Listed entries:
//! Vehicles: oriented rigid bodies occupying a straight run of cells.

use std::{
    borrow::Borrow,
    fmt::{self, Display},
};

use serde::{Deserialize, Serialize};

use crate::{Board, Direction, MoveBlockReason, Orientation, Position, VehicleError};

/// Identity of a vehicle, unique within one board.
#[derive(
    Debug,
    Clone,
    PartialEq,
    Eq,
    PartialOrd,
    Ord,
    Hash,
    Serialize,
    Deserialize,
    derive_more::Display,
    derive_more::From,
)]
#[serde(transparent)]
pub struct VehicleId(String);

impl VehicleId {
    /// Creates an id from anything string-like.
    #[must_use]
    pub fn new(id: impl Into<String>) -> Self {
        Self(id.into())
    }

    /// Returns the id as a string slice.
    #[must_use]
    pub fn as_str(&self) -> &str {
        &self.0
    }
}

impl From<&str> for VehicleId {
    fn from(id: &str) -> Self {
        Self::new(id)
    }
}

impl Borrow<str> for VehicleId {
    fn borrow(&self) -> &str {
        &self.0
    }
}

impl PartialEq<str> for VehicleId {
    fn eq(&self, other: &str) -> bool {
        self.0 == other
    }
}

impl PartialEq<&str> for VehicleId {
    fn eq(&self, other: &&str) -> bool {
        self.0 == *other
    }
}

/// A vehicle on the board.
///
/// `position` is the topmost/leftmost cell; the vehicle extends `length` cells
/// to the right (horizontal) or downwards (vertical). Only the position ever
/// changes once a vehicle is created.
///
/// On a [`Board`], vehicles are identified by [`id`](Self::id); the derived
/// equality compares every attribute and is meant for comparing board states.
///
/// # Examples
///
/// ```
/// use rushhour_core::{Orientation, Position, Vehicle};
///
/// let truck = Vehicle::new("truck1", Orientation::Vertical, 3, Position::new(0, 2), false)?;
/// let cells: Vec<_> = truck.occupied_cells().collect();
/// assert_eq!(
///     cells,
///     [Position::new(0, 2), Position::new(1, 2), Position::new(2, 2)]
/// );
/// # Ok::<(), rushhour_core::VehicleError>(())
/// ```
#[derive(Debug, Clone, PartialEq, Eq)]
pub struct Vehicle {
    id: VehicleId,
    orientation: Orientation,
    length: u8,
    position: Position,
    is_player: bool,
}

impl Vehicle {
    /// Shortest allowed vehicle.
    pub const MIN_LENGTH: u8 = 2;

    /// Creates a vehicle.
    ///
    /// # Errors
    ///
    /// Returns [`VehicleError::InvalidLength`] if `length` is less than
    /// [`Vehicle::MIN_LENGTH`].
    pub fn new(
        id: impl Into<VehicleId>,
        orientation: Orientation,
        length: u8,
        position: Position,
        is_player: bool,
    ) -> Result<Self, VehicleError> {
        if length < Self::MIN_LENGTH {
            return Err(VehicleError::InvalidLength { length });
        }
        Ok(Self {
            id: id.into(),
            orientation,
            length,
            position,
            is_player,
        })
    }

    /// Creates a horizontal player vehicle.
    ///
    /// # Errors
    ///
    /// Returns [`VehicleError::InvalidLength`] if `length` is less than
    /// [`Vehicle::MIN_LENGTH`].
    pub fn player(
        id: impl Into<VehicleId>,
        length: u8,
        position: Position,
    ) -> Result<Self, VehicleError> {
        Self::new(id, Orientation::Horizontal, length, position, true)
    }

    /// Returns the vehicle id.
    #[must_use]
    pub fn id(&self) -> &VehicleId {
        &self.id
    }

    /// Returns the orientation.
    #[must_use]
    pub fn orientation(&self) -> Orientation {
        self.orientation
    }

    /// Returns the number of cells the vehicle covers.
    #[must_use]
    pub fn length(&self) -> u8 {
        self.length
    }

    /// Returns the topmost/leftmost occupied cell.
    #[must_use]
    pub fn position(&self) -> Position {
        self.position
    }

    /// Returns `true` for the vehicle that has to reach the exit.
    #[must_use]
    pub fn is_player(&self) -> bool {
        self.is_player
    }

    /// Returns the occupied cells, starting at [`position`](Self::position).
    pub fn occupied_cells(&self) -> impl ExactSizeIterator<Item = Position> + Clone + use<> {
        Self::footprint(self.orientation, self.length, self.position)
    }

    fn footprint(
        orientation: Orientation,
        length: u8,
        position: Position,
    ) -> impl ExactSizeIterator<Item = Position> + Clone + use<> {
        let forward = orientation.forward();
        (0..length).map(move |i| position.offset(forward, i))
    }

    /// Returns the rightmost (horizontal) or bottom-most (vertical) cell.
    #[must_use]
    pub fn trailing_cell(&self) -> Position {
        self.position
            .offset(self.orientation.forward(), self.length - 1)
    }

    /// Returns `true` if the vehicle covers `pos`.
    #[must_use]
    pub fn occupies(&self, pos: Position) -> bool {
        self.occupied_cells().any(|cell| cell == pos)
    }

    /// Checks whether the vehicle can slide `distance` cells in `direction`.
    ///
    /// Every cell swept on the way must be inside `board` and either empty or
    /// covered by this vehicle itself; vehicles never jump over each other.
    ///
    /// # Errors
    ///
    /// Returns the first reason found, in order of travel:
    /// [`MoveBlockReason::ZeroDistance`], [`MoveBlockReason::IncompatibleDirection`],
    /// [`MoveBlockReason::OutOfBounds`] or [`MoveBlockReason::Collision`].
    pub fn move_capability(
        &self,
        direction: Direction,
        board: &Board,
        distance: u8,
    ) -> Result<(), MoveBlockReason> {
        if distance == 0 {
            return Err(MoveBlockReason::ZeroDistance);
        }
        if !self.orientation.allows(direction) {
            return Err(MoveBlockReason::IncompatibleDirection {
                orientation: self.orientation,
                direction,
            });
        }

        let edge = if direction == self.orientation.forward() {
            self.trailing_cell()
        } else {
            self.position
        };
        for step in 1..=distance {
            let cell = edge.offset(direction, step);
            if !board.in_bounds(cell) {
                return Err(MoveBlockReason::OutOfBounds { cell });
            }
            if let Some(other) = board.occupant(cell)
                && *other != self.id
            {
                return Err(MoveBlockReason::Collision {
                    with: other.clone(),
                });
            }
        }
        Ok(())
    }

    /// Returns `true` if [`move_capability`](Self::move_capability) succeeds.
    #[must_use]
    pub fn can_move(&self, direction: Direction, board: &Board, distance: u8) -> bool {
        self.move_capability(direction, board, distance).is_ok()
    }

    /// Slides the vehicle without any bounds or collision check.
    ///
    /// Callers validate first with [`can_move`](Self::can_move); a board
    /// mutates its vehicles only through [`Board::move_vehicle`], which also
    /// refreshes its occupancy grid.
    pub fn move_by(&mut self, direction: Direction, distance: u8) {
        self.position = self.position.offset(direction, distance);
    }
}

impl Display for Vehicle {
    fn fmt(&self, f: &mut fmt::Formatter<'_>) -> fmt::Result {
        write!(
            f,
            "{}({}, {}) @ {}",
            self.id, self.orientation, self.length, self.position
        )
    }
}
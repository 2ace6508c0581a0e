//! Error and rejection types.
//!
//! Every rejection is an expected outcome: the operation that produced it left
//! the board untouched.

use crate::{Direction, Orientation, Position, VehicleId};

/// Why a move cannot be applied.
#[derive(
    Debug, Clone, PartialEq, Eq, derive_more::Display, derive_more::Error, derive_more::IsVariant,
)]
pub enum MoveBlockReason {
    /// No vehicle with this id is on the board.
    #[display("unknown vehicle `{id}`")]
    UnknownVehicle {
        /// The id that was looked up.
        id: VehicleId,
    },
    /// A move must cover at least one cell.
    #[display("move distance must be at least 1")]
    ZeroDistance,
    /// The direction is not along the vehicle's axis.
    #[display("a {orientation} vehicle cannot move {direction}")]
    IncompatibleDirection {
        /// Orientation of the vehicle.
        orientation: Orientation,
        /// Requested direction.
        direction: Direction,
    },
    /// The vehicle would leave the board.
    #[display("cell {cell} is outside the board")]
    OutOfBounds {
        /// First offending cell of the candidate footprint.
        cell: Position,
    },
    /// Another vehicle is in the way.
    #[display("blocked by vehicle `{with}`")]
    Collision {
        /// The vehicle occupying the target cell.
        with: VehicleId,
    },
}

/// Why a vehicle cannot be placed on a board.
#[derive(
    Debug, Clone, PartialEq, Eq, derive_more::Display, derive_more::Error, derive_more::IsVariant,
)]
pub enum PlacementError {
    /// A vehicle with the same id is already on the board.
    #[display("vehicle id `{id}` is already in use")]
    DuplicateId {
        /// The conflicting id.
        id: VehicleId,
    },
    /// Part of the footprint lies outside the board.
    #[display("cell {cell} is outside the board")]
    OutOfBounds {
        /// First offending cell.
        cell: Position,
    },
    /// Part of the footprint is already occupied.
    #[display("overlaps vehicle `{with}`")]
    Overlap {
        /// The vehicle already occupying the cell.
        with: VehicleId,
    },
    /// The board already has a player vehicle.
    #[display("board already has player vehicle `{existing}`")]
    SecondPlayer {
        /// The player vehicle already on the board.
        existing: VehicleId,
    },
    /// The player vehicle must be horizontal to reach the exit.
    #[display("player vehicle must be horizontal")]
    VerticalPlayer,
}

/// Invalid vehicle attributes.
#[derive(Debug, Clone, Copy, PartialEq, Eq, derive_more::Display, derive_more::Error)]
pub enum VehicleError {
    /// Vehicles span at least two cells.
    #[display("vehicle length must be at least 2, got {length}")]
    InvalidLength {
        /// The rejected length.
        length: u8,
    },
}

/// Invalid board extent or exit.
#[derive(Debug, Clone, Copy, PartialEq, Eq, derive_more::Display, derive_more::Error)]
pub enum BoardError {
    /// Width or height is zero or above [`Board::MAX_SIZE`](crate::Board::MAX_SIZE).
    #[display("invalid board size {width}x{height}")]
    InvalidSize {
        /// Requested width.
        width: usize,
        /// Requested height.
        height: usize,
    },
    /// The exit cell is not on the board.
    #[display("exit {exit} is outside the board")]
    ExitOutOfBounds {
        /// Requested exit.
        exit: Position,
    },
}

/// Errors raised while turning level data into a board.
#[derive(Debug, derive_more::Display, derive_more::Error, derive_more::From)]
pub enum LevelError {
    /// The level data is not well-formed JSON or does not match the schema.
    #[display("malformed level data: {_0}")]
    #[from]
    Json(serde_json::Error),
    /// The board extent or exit is invalid.
    #[display("invalid board: {_0}")]
    #[from]
    Board(BoardError),
    /// A vehicle descriptor has invalid attributes.
    #[display("invalid vehicle `{id}`: {source}")]
    Vehicle {
        /// Id of the offending vehicle.
        id: VehicleId,
        /// What was wrong with it.
        source: VehicleError,
    },
    /// A vehicle could not be placed.
    #[display("cannot place vehicle `{id}`: {source}")]
    Placement {
        /// Id of the offending vehicle.
        id: VehicleId,
        /// Why it was rejected.
        source: PlacementError,
    },
    /// No vehicle is marked as the player.
    #[display("level has no player vehicle")]
    MissingPlayer,
    /// A level inside a pack is invalid.
    #[display("level {level}: {source}")]
    InLevel {
        /// Id of the invalid level.
        level: u32,
        /// What was wrong with it.
        source: Box<LevelError>,
    },
}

Task item:
What is asked for is an exact copy of the lines above from the one containing "already has player" through the one containing "least two cells.", and only those.

Written response:
    #[display("board already has player vehicle `{existing}`")]
    SecondPlayer {
        /// The player vehicle already on the board.
        existing: VehicleId,
    },
    /// The player vehicle must be horizontal to reach the exit.
    #[display("player vehicle must be horizontal")]
    VerticalPlayer,
}

/// Invalid vehicle attributes.
#[derive(Debug, Clone, Copy, PartialEq, Eq, derive_more::Display, derive_more::Error)]
pub enum VehicleError {
    /// Vehicles span at least two cells.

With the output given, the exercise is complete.